▶ EXERCISE: Scan the records below for the line with "pub struct SeriesMetadata" and the line with "the first candidate.". Repeat those two lines and every line between them exactly, and nothing else.

(Stored data)
-- Opening Marker --
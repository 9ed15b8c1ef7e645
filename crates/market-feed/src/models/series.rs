use chrono::{DateTime, NaiveDate, Utc};
use rust_decimal::Decimal;
use serde::{Deserialize, Serialize};

use super::request::Timeframe;
use super::types::ProviderId;

/// Where a point came from.
#[derive(Clone, Copy, Debug, Default, Eq, PartialEq, Hash, Serialize, Deserialize)]
#[serde(rename_all = "snake_case")]
pub enum DataOrigin {
    /// Reported by an upstream provider.
    #[default]
    Provider,
    /// Estimated from neighbouring points; never compared against providers.
    Interpolated,
}

/// One OHLCV bar.
#[derive(Clone, Debug, PartialEq, Serialize, Deserialize)]
#[serde(rename_all = "camelCase")]
pub struct PricePoint {
    /// Bar open time (midnight UTC for daily and longer bars).
    #[serde(rename = "date")]
    pub timestamp: DateTime<Utc>,
    pub open: Decimal,
    pub high: Decimal,
    pub low: Decimal,
    pub close: Decimal,
    pub volume: Decimal,
    #[serde(default, skip_serializing_if = "Option::is_none")]
    pub adjusted_close: Option<Decimal>,
    #[serde(default)]
    pub origin: DataOrigin,
}

impl PricePoint {
    /// Create a provider-sourced OHLCV bar.
    pub fn ohlcv(
        timestamp: DateTime<Utc>,
        open: Decimal,
        high: Decimal,
        low: Decimal,
        close: Decimal,
        volume: Decimal,
    ) -> Self {
        Self {
            timestamp,
            open,
            high,
            low,
            close,
            volume,
            adjusted_close: None,
            origin: DataOrigin::Provider,
        }
    }

    /// Calendar date of the bar.
    pub fn date(&self) -> NaiveDate {
        self.timestamp.date_naive()
    }

    pub fn is_interpolated(&self) -> bool {
        self.origin == DataOrigin::Interpolated
    }
}

/// Provenance of a served series.
#[derive(Clone, Debug, PartialEq, Serialize, Deserialize)]
#[serde(rename_all = "camelCase")]
pub struct SeriesMetadata {
    pub last_refreshed: DateTime<Utc>,
    pub time_zone: String,
    /// Human-readable name of the provider.
    pub data_source: String,
    pub request_time: DateTime<Utc>,
    pub provider: ProviderId,
    /// True when the serving provider was not the first candidate.
    pub fallback_used: bool,
}

/// A symbol's bars, newest first.
#[derive(Clone, Debug, PartialEq, Serialize, Deserialize)]
#[serde(rename_all = "camelCase")]
pub struct TimeSeries {
    pub symbol: String,
    pub timeframe: Timeframe,
    pub data: Vec<PricePoint>,
    pub metadata: SeriesMetadata,
}

impl TimeSeries {
    /// Order bars newest first and drop duplicate timestamps, keeping the
    /// first occurrence.
    pub fn sort_newest_first(&mut self) {
        self.data.sort_by(|a, b| b.timestamp.cmp(&a.timestamp));
        self.data.dedup_by(|a, b| a.timestamp == b.timestamp);
    }

    pub fn latest(&self) -> Option<&PricePoint> {
        self.data.first()
    }

    pub fn len(&self) -> usize {
        self.data.len()
    }

    pub fn is_empty(&self) -> bool {
        self.data.is_empty()
    }
}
-- Closing Marker --
▶ SOLUTION TO THE EXERCISE:
pub struct SeriesMetadata {
    pub last_refreshed: DateTime<Utc>,
    pub time_zone: String,
    /// Human-readable name of the provider.
    pub data_source: String,
    pub request_time: DateTime<Utc>,
    pub provider: ProviderId,
    /// True when the serving provider was not the first candidate.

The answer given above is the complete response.